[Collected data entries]
————————

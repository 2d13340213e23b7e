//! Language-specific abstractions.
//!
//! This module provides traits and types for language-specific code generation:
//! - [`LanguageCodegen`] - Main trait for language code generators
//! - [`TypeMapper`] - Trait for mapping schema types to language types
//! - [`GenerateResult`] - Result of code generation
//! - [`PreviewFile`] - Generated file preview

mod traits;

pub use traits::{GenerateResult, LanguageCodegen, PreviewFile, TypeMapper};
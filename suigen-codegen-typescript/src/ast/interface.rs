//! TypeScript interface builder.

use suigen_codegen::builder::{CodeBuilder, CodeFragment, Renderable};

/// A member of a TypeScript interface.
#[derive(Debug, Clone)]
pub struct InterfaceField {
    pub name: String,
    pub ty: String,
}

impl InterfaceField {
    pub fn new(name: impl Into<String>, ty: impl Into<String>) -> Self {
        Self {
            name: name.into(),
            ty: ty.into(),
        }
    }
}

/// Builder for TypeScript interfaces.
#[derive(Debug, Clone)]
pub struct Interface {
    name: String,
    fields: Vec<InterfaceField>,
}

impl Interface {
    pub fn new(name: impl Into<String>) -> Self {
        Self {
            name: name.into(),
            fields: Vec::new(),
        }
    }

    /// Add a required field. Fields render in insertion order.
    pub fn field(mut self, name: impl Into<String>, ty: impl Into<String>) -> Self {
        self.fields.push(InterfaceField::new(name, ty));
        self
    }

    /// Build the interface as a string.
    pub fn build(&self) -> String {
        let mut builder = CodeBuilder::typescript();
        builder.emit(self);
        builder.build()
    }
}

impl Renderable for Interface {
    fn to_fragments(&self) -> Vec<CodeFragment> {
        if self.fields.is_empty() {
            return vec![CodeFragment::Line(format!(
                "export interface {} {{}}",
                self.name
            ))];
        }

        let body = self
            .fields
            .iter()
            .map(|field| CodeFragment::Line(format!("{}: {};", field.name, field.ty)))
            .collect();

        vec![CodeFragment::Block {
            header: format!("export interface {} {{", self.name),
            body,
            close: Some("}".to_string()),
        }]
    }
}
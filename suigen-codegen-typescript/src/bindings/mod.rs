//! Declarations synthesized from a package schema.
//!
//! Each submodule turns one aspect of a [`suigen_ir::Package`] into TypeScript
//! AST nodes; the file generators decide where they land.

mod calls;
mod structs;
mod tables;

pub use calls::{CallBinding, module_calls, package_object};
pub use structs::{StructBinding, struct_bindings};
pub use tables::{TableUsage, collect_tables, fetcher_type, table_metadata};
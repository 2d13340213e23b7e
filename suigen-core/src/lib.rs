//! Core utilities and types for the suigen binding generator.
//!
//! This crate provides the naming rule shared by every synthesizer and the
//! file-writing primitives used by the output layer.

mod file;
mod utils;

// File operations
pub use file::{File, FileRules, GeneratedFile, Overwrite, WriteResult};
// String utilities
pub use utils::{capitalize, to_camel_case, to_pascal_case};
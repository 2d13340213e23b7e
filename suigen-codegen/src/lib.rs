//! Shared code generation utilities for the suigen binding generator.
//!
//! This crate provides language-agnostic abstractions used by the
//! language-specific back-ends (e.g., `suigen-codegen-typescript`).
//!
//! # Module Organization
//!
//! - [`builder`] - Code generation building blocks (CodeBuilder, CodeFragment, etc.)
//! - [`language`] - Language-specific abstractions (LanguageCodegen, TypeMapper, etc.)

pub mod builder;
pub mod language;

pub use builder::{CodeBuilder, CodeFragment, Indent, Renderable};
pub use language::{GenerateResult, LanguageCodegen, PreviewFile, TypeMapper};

————————

## YOUR INSTRUCTIONS
For this exercise, output the records in full, exactly.

## TASK SOLUTION
repository 2d13340213e23b7e
//! Language-specific abstractions.
//!
//! This module provides traits and types for language-specific code generation:
//! - [`LanguageCodegen`] - Main trait for language code generators
//! - [`TypeMapper`] - Trait for mapping schema types to language types
//! - [`GenerateResult`] - Result of code generation
//! - [`PreviewFile`] - Generated file preview

mod traits;

pub use traits::{GenerateResult, LanguageCodegen, PreviewFile, TypeMapper};
filename suigen-codegen-typescript/src/ast/interface.rs
//! TypeScript interface builder.

use suigen_codegen::builder::{CodeBuilder, CodeFragment, Renderable};

/// A member of a TypeScript interface.
#[derive(Debug, Clone)]
pub struct InterfaceField {
    pub name: String,
    pub ty: String,
}

impl InterfaceField {
    pub fn new(name: impl Into<String>, ty: impl Into<String>) -> Self {
        Self {
            name: name.into(),
            ty: ty.into(),
        }
    }
}

/// Builder for TypeScript interfaces.
#[derive(Debug, Clone)]
pub struct Interface {
    name: String,
    fields: Vec<InterfaceField>,
}

impl Interface {
    pub fn new(name: impl Into<String>) -> Self {
        Self {
            name: name.into(),
            fields: Vec::new(),
        }
    }

    /// Add a required field. Fields render in insertion order.
    pub fn field(mut self, name: impl Into<String>, ty: impl Into<String>) -> Self {
        self.fields.push(InterfaceField::new(name, ty));
        self
    }

    /// Build the interface as a string.
    pub fn build(&self) -> String {
        let mut builder = CodeBuilder::typescript();
        builder.emit(self);
        builder.build()
    }
}

impl Renderable for Interface {
    fn to_fragments(&self) -> Vec<CodeFragment> {
        if self.fields.is_empty() {
            return vec![CodeFragment::Line(format!(
                "export interface {} {{}}",
                self.name
            ))];
        }

        let body = self
            .fields
            .iter()
            .map(|field| CodeFragment::Line(format!("{}: {};", field.name, field.ty)))
            .collect();

        vec![CodeFragment::Block {
            header: format!("export interface {} {{", self.name),
            body,
            close: Some("}".to_string()),
        }]
    }
}
filename suigen-codegen-typescript/src/bindings/mod.rs
//! Declarations synthesized from a package schema.
//!
//! Each submodule turns one aspect of a [`suigen_ir::Package`] into TypeScript
//! AST nodes; the file generators decide where they land.

mod calls;
mod structs;
mod tables;

pub use calls::{CallBinding, module_calls, package_object};
pub use structs::{StructBinding, struct_bindings};
pub use tables::{TableUsage, collect_tables, fetcher_type, table_metadata};
repository 2d13340213e23b7e
filename suigen-core/src/lib.rs
//! Core utilities and types for the suigen binding generator.
//!
//! This crate provides the naming rule shared by every synthesizer and the
//! file-writing primitives used by the output layer.

mod file;
mod utils;

// File operations
pub use file::{File, FileRules, GeneratedFile, Overwrite, WriteResult};
// String utilities
pub use utils::{capitalize, to_camel_case, to_pascal_case};
repository 2d13340213e23b7e
filename suigen-codegen/src/lib.rs
//! Shared code generation utilities for the suigen binding generator.
//!
//! This crate provides language-agnostic abstractions used by the
//! language-specific back-ends (e.g., `suigen-codegen-typescript`).
//!
//! # Module Organization
//!
//! - [`builder`] - Code generation building blocks (CodeBuilder, CodeFragment, etc.)
//! - [`language`] - Language-specific abstractions (LanguageCodegen, TypeMapper, etc.)

pub mod builder;
pub mod language;

pub use builder::{CodeBuilder, CodeFragment, Indent, Renderable};
pub use language::{GenerateResult, LanguageCodegen, PreviewFile, TypeMapper};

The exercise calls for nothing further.